The interview: tricky questions and clever answers
Every interview will include challenging questions, you will have to think on your feet in order to react to questions you didn’t expect. Of course, some of these questions are well known to be common in interview situations, but you will still need to come up with accurate and composed responses.
Let’s look at how you can handle difficult questions and of course how you can ask a sensible question or two of your own.
What’s your greatest weakness?
This question is often used by people new to interviewing, but since it can show how a person handles the obvious, even long-time job interview pros may ask it. I prefer the best response is one that is sincere, but winds up positive, using the basic format of (1) your weakness; (2) how you have worked on it; and (3) how you have learned to turn it into a strength. It can vary from that, but mainly you want to leave a good impression of how well you face and then overcome issues. What you don’t want to do is play the old worn-out “I work way too hard” weakness card. You might get away with it, but it shows no creativity and possibly leaves a taste of someone who thinks they are outsmarting the interviewer – or trying to.
What’s your greatest strength?
There are many good ways to answer this question, but when you prepare, I suggest you think ahead of time about what the new job requires (carefully review the job description) and what you’ve done in the past (good to look at your resume). Think of a strength of yours that fits nicely with the job you want. And make sure to have a quick story as an example of how you successfully used that skill/strength in a prior job.
Tell me something about yourself
One of my favourite questions to ask a job candidate. I usually use it at the beginning of an interview to get a feel for the candidate – and to see what they choose to tell me about themselves. Tell the interviewers about where you are now in your life, what aspirations you have and how this job can help. Don’t focus on overly personal things like marriage status, health issues, unrelated hobbies. Remember that questions about gender, nationality, religion, and age can only be asked under very specific circumstances that you are made aware of.
Where do you see yourself five years from now?
This is one of those questions with no one-size-fits-all answer. Depends on the type of company and job. Some interviewers look for strong signs of ambition. A good answer paints a picture of you as a person who will look to build solid working relationships and do their best wherever they are and whatever challenges they are given. Someone looking to become an essential part of the company and take on new projects and opportunities as they arise.
What do you know about our company?
Organisations like to know that you took the time to research them and learn about what they do, and perhaps something about their values and stated mission, if they have one. The last thing you want to do is show up and say that you don’t know much, but are very willing to learn.
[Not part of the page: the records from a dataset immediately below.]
//! Pod mutation webhook

use std::sync::Arc;

use axum::extract::rejection::JsonRejection;
use axum::extract::State;
use axum::Json;
use k8s_openapi::api::core::v1::Pod;
use kube::api::DynamicObject;
use kube::core::admission::{AdmissionRequest, AdmissionResponse, AdmissionReview};
use kube::ResourceExt;
use tracing::debug;

use super::{
    admitted_object, decode_object, diff_patch, parse_review, patched_response, PodWebhook,
    WebhookError, WebhookState,
};

/// Handle mutating admission review for Pods
pub async fn mutate_handler(
    State(state): State<Arc<WebhookState>>,
    body: Result<Json<AdmissionReview<DynamicObject>>, JsonRejection>,
) -> Result<Json<AdmissionReview<DynamicObject>>, WebhookError> {
    let request = parse_review(body)?;
    let response = match &state.pods {
        Some(pods) => mutate_pod(pods, &request).await?,
        None => AdmissionResponse::from(&request),
    };
    Ok(Json(response.into_review()))
}

async fn mutate_pod(
    pods: &PodWebhook,
    request: &AdmissionRequest<DynamicObject>,
) -> Result<AdmissionResponse, WebhookError> {
    let Some(obj) = admitted_object(request) else {
        return Ok(AdmissionResponse::from(request));
    };
    let pod: Pod = decode_object(obj, "Pod")?;

    let ns_name = request
        .namespace
        .clone()
        .or_else(|| pod.namespace())
        .unwrap_or_default();
    let ns = pods
        .client
        .get_namespace(&ns_name)
        .await?
        .ok_or_else(|| WebhookError::BadRequest(format!("cannot find namespace for pod: {}", ns_name)))?;

    let mutated = pods.mutator.mutate(&ns, pod.clone());
    let patch = diff_patch(&pod, &mutated)?;
    debug!(
        uid = %request.uid,
        pod = %pod.metadata.name.as_deref().or(pod.metadata.generate_name.as_deref()).unwrap_or_default(),
        namespace = %ns_name,
        patch_ops = patch.0.len(),
        "mutated pod"
    );
    patched_response(request, patch)
}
That tells them you’ll have the same passive attitude as an employee.
Why did you leave your last job?
If you’re still in a job, then your answer can say something about looking for a more challenging job, or realizing that what you really want to do is what this new job offers, or you’re looking for advancement, etc. The main thing is to make it positive and NOT knock your current (or former) employer. If you were fired or quit your last job, it’s especially important to think about your answer ahead of time. You don’t want to badmouth the last employer, because it makes the interviewer think that one day, you’ll be saying this about them, even if you assure them it’s not true.
What do you think your former colleagues or fellow students would say about you?
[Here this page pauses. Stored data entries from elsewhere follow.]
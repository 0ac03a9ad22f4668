//! CRD installation on startup
//!
//! The operator applies its own CRDs with server-side apply, so the schema
//! in the cluster always matches the running binary.

use k8s_openapi::apiextensions_apiserver::pkg::apis::apiextensions::v1::CustomResourceDefinition;
use kube::api::{Api, Patch, PatchParams};
use kube::{Client, CustomResourceExt};

use platform_common::crd::ClusterResourceQuota;
use platform_common::retry::{retry_with_backoff, RetryConfig};
use platform_common::FIELD_MANAGER;

/// Attempts before startup gives up on the API server
const CRD_INSTALL_ATTEMPTS: u32 = 10;

/// CRD definition with name and resource
struct CrdDef {
    name: &'static str,
    crd: CustomResourceDefinition,
}

fn operator_crds() -> Vec<CrdDef> {
    vec![CrdDef {
        name: "clusterresourcequotas.platform.dev",
        crd: ClusterResourceQuota::crd(),
    }]
}

/// Install or update every CRD the operator serves
pub async fn ensure_crds_installed(client: &Client) -> anyhow::Result<()> {
    let crds: Api<CustomResourceDefinition> = Api::all(client.clone());
    let params = PatchParams::apply(FIELD_MANAGER).force();
    let retry = RetryConfig::with_max_attempts(CRD_INSTALL_ATTEMPTS);

    for def in operator_crds() {
        tracing::info!("Installing {} CRD...", def.name);
        let patch = Patch::Apply(&def.crd);
        retry_with_backoff(&retry, def.name, || crds.patch(def.name, &params, &patch))
        .await
        .map_err(|e| anyhow::anyhow!("failed to install {} CRD: {}", def.name, e))?;
    }

    tracing::info!("All CRDs installed/updated");
    Ok(())
}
You’re going to want to look for some things that not only were positive experiences in some prior job, but that point to the new job as well. Some interviewers will be happy with just the experiences, but many will also be looking for words about your attitude and how you helped solve problems or how you took on responsibilities that weren’t necessarily part of the job. Really think about things that show how cooperative, resourceful, determined, talented (without sounding too boastful), and pleasant to work with you are. You don’t have to hit all these points – and I urge you to come up with some of your own – but this should at least give you a good idea where to go with your answer.
Are you able to handle stressful situations?
Every job has its stresses and most require multitasking. Do you like to make lists to better manage your time during busy periods at work? Do you manage stress with a walk around the block? There isn’t a right or wrong answer to this question, but having an answer prepared will help you through one stressful situation: the job interview.
Do you have any questions you’d like to ask us?
If you don’t already know this, most interviewers end the interview by asking what you’d like to know about them or any other questions you might have. So, come prepared with some questions that show you understand the company and job. You can ask things like what an average day on the job might be like or what challenges they see for the department over the coming year or something specific that you got from your research. Also, it’s ok to ask what the next step is after the interview and what possible timeframes might be.
As a rule, a first interview is usually not a good time to ask about salary or benefits, unless they raise the issue – or unless you’re sure this is your only interview, and the salary wasn’t stated anywhere you could see it. At the very least, don’t try to negotiate salary at this point unless an offer is made.